# clear-up the environment
rm(list = ls())

# chunk options
knitr::opts_chunk$set(
  message = FALSE,
  warning = FALSE,
  fig.align = "center",
  comment = "#>"
)

Intro

This article is made for completing the assignment for Algoritma : Machine Learning Course in Linear Regression Material Theia Batch 2022.

We are going to use fish measurement data in one fish market to learn about linear regression techniques to predict weight of fish based on variables available in the dataset. In real life application, the weight of the fish is correlated with the price of the fish, so the target variable on this article would be weight.

In this dataset there are few assumptions :

Data is taken in one Marketplace.
There are only 7 kind of fishes sold in the Marketplace.
Data is taken in one period of time for all fish.

Explaratory Data Analysis

Load Library

options(scipen = 99) #non active science annotation (example : e-1)
library(tidyverse) #load several important libraries 
library(dplyr) #grammar of data manipulation
library(ggplot2) #plotting data visualization
library(scales) #edit scales
library(GGally) #plotting data visualization

Load Dataset

#load dataset
fish <- read.csv("data-input/fish.csv")
glimpse(fish)

#> Rows: 159
#> Columns: 7
#> $ Species <chr> "Bream", "Bream", "Bream", "Bream", "Bream", "Bream", "Bream",…
#> $ Weight  <dbl> 242, 290, 340, 363, 430, 450, 500, 390, 450, 500, 475, 500, 50…
#> $ Length1 <dbl> 23.2, 24.0, 23.9, 26.3, 26.5, 26.8, 26.8, 27.6, 27.6, 28.5, 28…
#> $ Length2 <dbl> 25.4, 26.3, 26.5, 29.0, 29.0, 29.7, 29.7, 30.0, 30.0, 30.7, 31…
#> $ Length3 <dbl> 30.0, 31.2, 31.1, 33.5, 34.0, 34.7, 34.5, 35.0, 35.1, 36.2, 36…
#> $ Height  <dbl> 11.5200, 12.4800, 12.3778, 12.7300, 12.4440, 13.6024, 14.1795,…
#> $ Width   <dbl> 4.0200, 4.3056, 4.6961, 4.4555, 5.1340, 4.9274, 5.2785, 4.6900…

Based on the Dataset Information, Length 1 means vertical length in centimeters (cm), Length 2 means diagonal length in cm, Length 3 means cross length in cm. We will change the column name based on this information to make easier data wrangling.

fish_clean <-
  fish %>%
  mutate(Species = as.factor(Species), 
         Vertical.Length = Length1, 
         Diagonal.Length = Length2, 
         Cross.Length = Length3) %>%
  select(-c(Length1, Length2, Length3))
glimpse(fish_clean)

#> Rows: 159
#> Columns: 7
#> $ Species         <fct> Bream, Bream, Bream, Bream, Bream, Bream, Bream, Bream…
#> $ Weight          <dbl> 242, 290, 340, 363, 430, 450, 500, 390, 450, 500, 475,…
#> $ Height          <dbl> 11.5200, 12.4800, 12.3778, 12.7300, 12.4440, 13.6024, …
#> $ Width           <dbl> 4.0200, 4.3056, 4.6961, 4.4555, 5.1340, 4.9274, 5.2785…
#> $ Vertical.Length <dbl> 23.2, 24.0, 23.9, 26.3, 26.5, 26.8, 26.8, 27.6, 27.6, …
#> $ Diagonal.Length <dbl> 25.4, 26.3, 26.5, 29.0, 29.0, 29.7, 29.7, 30.0, 30.0, …
#> $ Cross.Length    <dbl> 30.0, 31.2, 31.1, 33.5, 34.0, 34.7, 34.5, 35.0, 35.1, …
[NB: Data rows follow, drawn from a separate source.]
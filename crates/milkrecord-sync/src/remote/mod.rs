//! # Remote Store
//!
//! The cloud side of sync, reduced to the two calls the engine needs.
//!
//! ```text
//! ┌─────────────────────────────────────────────────────────────────────────┐
//! │                         RemoteStore trait                               │
//! │                                                                         │
//! │   get(kind, id)      → Option<StoredRecord>   (conflict check)         │
//! │   upsert(kind, rec)  → StoredRecord           (merge on id)            │
//! │                                                                         │
//! │   ┌──────────────────────────┐      ┌──────────────────────────┐       │
//! │   │ SupabaseRemoteStore      │      │ MemoryRemoteStore        │       │
//! │   │ PostgREST over reqwest   │      │ HashMap, failure toggles │       │
//! │   └──────────────────────────┘      └──────────────────────────┘       │
//! └─────────────────────────────────────────────────────────────────────────┘
//! ```
//!
//! Every call made by the engine goes through [`bounded`], so a hung remote
//! can never stall a pass indefinitely.

mod memory;
mod supabase;

pub use memory::MemoryRemoteStore;
pub use supabase::SupabaseRemoteStore;

use async_trait::async_trait;
use milkrecord_core::{RecordKind, StoredRecord};
use std::future::Future;
use std::time::Duration;

use crate::error::{SyncError, SyncResult};

/// A remote copy of the six synced tables.
#[async_trait]
pub trait RemoteStore: Send + Sync {
    /// Fetches the remote copy of one record.
    async fn get(&self, kind: RecordKind, id: &str) -> SyncResult<Option<StoredRecord>>;

    /// Inserts or replaces one record, keyed on id. Returns the stored row.
    async fn upsert(&self, kind: RecordKind, record: &StoredRecord) -> SyncResult<StoredRecord>;

    /// Releases held resources.
    async fn close(&self) -> SyncResult<()> {
        Ok(())
    }

    /// Short name for logs.
    fn name(&self) -> &'static str;
}

/// Runs a remote call under a deadline.
pub async fn bounded<T, F>(timeout: Duration, call: F) -> SyncResult<T>
where
    F: Future<Output = SyncResult<T>>,
{
    match tokio::time::timeout(timeout, call).await {
        Ok(result) => result,
        Err(_) => Err(SyncError::Timeout(timeout)),
    }
}

#[cfg(test)]
mod tests {
    use super::*;

    #[tokio::test(start_paused = true)]
    async fn test_bounded_times_out() {
        let result: SyncResult<()> = bounded(Duration::from_secs(2), async {
            tokio::time::sleep(Duration::from_secs(60)).await;
            Ok(())
        })
        .await;

        assert!(matches!(result, Err(SyncError::Timeout(d)) if d == Duration::from_secs(2)));
    }

    #[tokio::test]
    async fn test_bounded_passes_through() {
        let result = bounded(Duration::from_secs(1), async { Ok(7) }).await;
        assert_eq!(result.unwrap(), 7);
    }
}
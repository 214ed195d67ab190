pub mod audit_service;
pub mod notification_service;
pub mod reservation_service;
pub mod trajet_service;

use sea_orm::DbErr;

/// Erreurs métier renvoyées par les services, traduites en enveloppe HTTP
/// par les routes (voir routes::reponse_erreur_service).
#[derive(Debug)]
pub enum ServiceError {
    /// Ressource absente → 404
    NotFound(String),
    /// Règle métier violée (plus de places, transition invalide, ...) → 400
    BusinessRule(String),
    /// Doublon (email, immatriculation, réservation, ...) → 409
    Conflict(String),
    /// Authentifié mais pas le bon rôle ou pas le propriétaire → 403
    Forbidden(String),
    /// Erreur de la couche persistance → 500
    Db(DbErr),
}

impl From<DbErr> for ServiceError {
    fn from(e: DbErr) -> Self {
        ServiceError::Db(e)
    }
}

impl std::fmt::Display for ServiceError {
    fn fmt(&self, f: &mut std::fmt::Formatter<'_>) -> std::fmt::Result {
        match self {
            ServiceError::NotFound(m)
            | ServiceError::BusinessRule(m)
            | ServiceError::Conflict(m)
            | ServiceError::Forbidden(m) => write!(f, "{}", m),
            ServiceError::Db(e) => write!(f, "{}", e),
        }
    }
}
Species = Species of Fish sold in the Market
Weight = Weight of Fish sold in gram
Height = Height of Fish in centimeter
Width = Width of Fish in centimeter
Vertical.Length = Vertical Length of Fish in centimeter
Diagonal.Length = Diagonal Length of Fish in centimeter
Cross.Length = Cross Length of Fish in centimeter

Insight from Dataset

When looking at fish, there are two things most of us look at before deciding to buy. First we take a look at the species, and then we take a look at the weight. After that, we look at the size and later decide if the size and the weight make sense and reasonable. Some fish could have meat density different from others because of many factors and it also has an effect on the nutrition contained in the meat. This is why Tuna will cost much higher compared to common Bass.

Bream

Parkki

Perch

Pike

Roach

Smelt

Whitefish

After simple research for the fish species, I took several images that display the average size of each species. Assuming the hand size is the same, we can see that each fish has very different characteristics, size, and proportion on its body. This could affect data prediction so we may have to separate each species modeling, we will decide later.

Modelling Data

Data Inspection and Validation

Before we continue, let’s take more look at the the data.

summary(fish_clean$Weight)

#>    Min. 1st Qu.  Median    Mean 3rd Qu.    Max. 
#>     0.0   120.0   273.0   398.3   650.0  1650.0

There is strange data here which the minimum weight is 0

ggplot(data = fish_clean, (aes(y = Weight))) + 
  geom_boxplot(aes(fill = Weight), width = 1)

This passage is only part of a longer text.